MediaScience attributes this success to the fact that Snaps take up the entire screen of the device. Interestingly, the effectiveness of the ads wasn’t harmed by the fact that users can skip them immediately if they aren’t interested.

If these figures are tempting to you, and you’re sure you can find an audience on Snapchat, it’s very easy to get started.

The guidelines for Snapchat video are simple. Your content should be a vertically oriented 9:16 video (a regular widescreen video, tipped on its side). Video content should be 3 – 10 seconds long. There are more technical and encoding particulars, but those are the broad strokes.

What’s interesting is that the form factor of a Snap places different demands on the content. When you’re planning or designing a video, you need to take the orientation and length into account. You have a vanishingly small amount of time to make an impression. More notably, once the video finishes playing, it disappears forever.

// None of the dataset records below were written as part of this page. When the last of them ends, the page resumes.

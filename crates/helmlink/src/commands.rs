//! Subcommand implementations. Each renders the projection contract —
//! frames in, text out — and never reaches into core state directly.

use tracing::debug;

use helmlink_core::{Console, Frame, PressOutcome};

use crate::error::CliError;

/// `helmlink status` — one poll, then the heartbeat panel.
pub async fn status(console: &Console) -> Result<(), CliError> {
    console.poll_once().await?;
    print_heartbeats(&console.current_frame());
    Ok(())
}

/// `helmlink controls` — every control with its current projections.
///
/// The poll is best-effort: with the bridge down the listing still
/// renders, collapsed to neutral under the disconnected indicator.
pub async fn controls(console: &Console) -> Result<(), CliError> {
    if let Err(e) = console.poll_once().await {
        debug!(error = %e, "status poll failed — rendering disconnected frame");
    }

    let frame = console.current_frame();
    println!("link: {}", frame.health);
    for view in &frame.controls {
        let cap = if console.cap_open(&view.name) {
            "open"
        } else {
            "closed"
        };
        let address = view.address.to_string();
        let arm = view.arm.to_string();
        println!(
            "{:<16} {address:<14} cap:{cap:<7} {arm:<8} {}",
            view.name, view.led
        );
    }
    Ok(())
}

/// `helmlink press <control>` — gated command issue.
pub async fn press(console: &Console, control: &str, confirm: bool) -> Result<(), CliError> {
    if confirm {
        console.toggle_cap(control)?;
    }

    match console.press(control).await? {
        PressOutcome::Synced => {
            println!("{control}: command sent, state synced");
        }
        PressOutcome::Acknowledged => {
            // Bare acknowledgement — follow up with a status poll so the
            // printed frame reflects the press.
            if let Err(e) = console.poll_once().await {
                debug!(error = %e, "follow-up status poll failed");
            }
            println!("{control}: command sent");
        }
        PressOutcome::CapClosed => {
            println!("{control}: safety cap is closed — re-run with --confirm");
            return Ok(());
        }
        PressOutcome::EditSuppressed => {
            println!("{control}: edit mode active — command suppressed");
            return Ok(());
        }
    }

    let frame = console.current_frame();
    if let Some(view) = frame.control(control) {
        println!("{control}: {} / led {}", view.arm, view.led);
    }
    Ok(())
}

/// `helmlink watch` — stream recomputed frames until Ctrl-C.
pub async fn watch(console: &Console) -> Result<(), CliError> {
    let mut frames = console.subscribe_frames();
    console.start_polling().await;

    loop {
        tokio::select! {
            _ = tokio::signal::ctrl_c() => break,
            changed = frames.changed() => {
                if changed.is_err() {
                    break;
                }
                let frame = frames.borrow_and_update().clone();
                print_frame(&frame);
            }
        }
    }

    console.shutdown().await;
    Ok(())
}

// ── Rendering helpers ───────────────────────────────────────────────

fn print_heartbeats(frame: &Frame) {
    println!("link: {}", frame.health);
    for hb in &frame.heartbeats {
        println!("{}: {}", hb.device, hb.text);
    }
}

fn print_frame(frame: &Frame) {
    print_heartbeats(frame);
    for view in &frame.controls {
        let arm = view.arm.to_string();
        println!("  {:<16} {arm:<8} {}", view.name, view.led);
    }
    println!();
}
//! CLI error type with exit-code mapping.

use thiserror::Error;

use helmlink_core::CoreError;

/// Exit codes, one family per failure class.
pub mod exit_code {
    pub const GENERAL: i32 = 1;
    pub const USAGE: i32 = 2;
    pub const LINK: i32 = 3;
}

#[derive(Debug, Error)]
pub enum CliError {
    #[error(
        "no bridge URL configured — pass --bridge, set HELMLINK_BRIDGE, \
         or add `bridge` to the config file"
    )]
    MissingBridgeUrl,

    #[error("config error: {0}")]
    Config(#[from] figment::Error),

    #[error(transparent)]
    Core(#[from] CoreError),
}

impl CliError {
    pub fn exit_code(&self) -> i32 {
        match self {
            Self::MissingBridgeUrl | Self::Config(_) => exit_code::USAGE,
            Self::Core(CoreError::Bridge(_)) => exit_code::LINK,
            Self::Core(_) => exit_code::GENERAL,
        }
    }
}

This means you should take one of two paths: Either make your content memorable, funny, or valuable enough to make an impression in the limited time you have, or drive very aggressively toward a conversion so the viewer takes action right away. Remember, that action will be to drag the video upward and follow your CTA.

Once you’ve made your content, you use Snapchat’s web tools to upload it and build your campaign. These tools will look familiar to anyone who has used the business services of sites like Facebook or Twitter. You can designate your audience, schedule your campaign, then measure and optimize it.

Snapchat’s audience selection tools are incredibly powerful. They gather a spooky amount of data about their users, and use that to make their ads more valuable. This includes personal information, along with location data and device data. You have five different options for determining who will see your ad.

Design Your Own: Snapchat gives you some basic options for selecting an audience by target demographic, using factors like age, gender, parental status, device type, household income, and parental status.

Predefined Audiences: Snapchat provides over 300 prepackaged audiences that you can select from. Each of these fall into one of four categories, based on simple descriptors. You can target people based on their lifestyle, shopping habits, media viewing habits, and visitation habits (i.e. what stores they physically visit).

Audience Match: If you already have a corpus of audience data, including information like email addresses and device IDs, you can upload that info anonymously to Snapchat. The platform then seeks out the Snapchat accounts associated with that data. This is useful for retargeting a message that was already sent by email or through another app.

Lookalike Expansions: Using your Audience Match data as a seed, Snapchat will automatically tune your targeting to find audiences that look similar to the audience you currently have.

As you’d probably expect, Snapchat provides a ton of analytics to let you measure the efficacy of your ad spend. If you can think of it, they probably measure it. And you can adjust your campaign mid-flight to maximize your return.

The fundamentals of Snapchat’s nature as a phone app mean that there’s one powerful use case that might be of use to you: Snapchat is incredibly powerful for businesses with brick and mortar locations. Targeting by very specific geographies can help you push your audience into your stores and inform them of deals. The geographic targeting that Snapchat allows likely won’t be too interesting to businesses that operate solely online.

Snapchat is more than just the instant messaging app that your teenage relatives use obsessively. It’s a novel way to communicate, and there are huge opportunities for brands that want to get in front of its particular audience. If you’re a B2B marketer, all of this information might just serve as a curiosity for you. It’s unlikely that you can gain a lot of ground by spending money on a Snapchat ad.

However, B2C marketers should really pay attention to the moves that Snapchat is making. The tools that they make available to advertisers make it very easy to drive action and conversion, or raise awareness of your brand. Approached correctly, Snapchat gives you an inroad into your customers’ lives that is unlike anything you’d find elsewhere.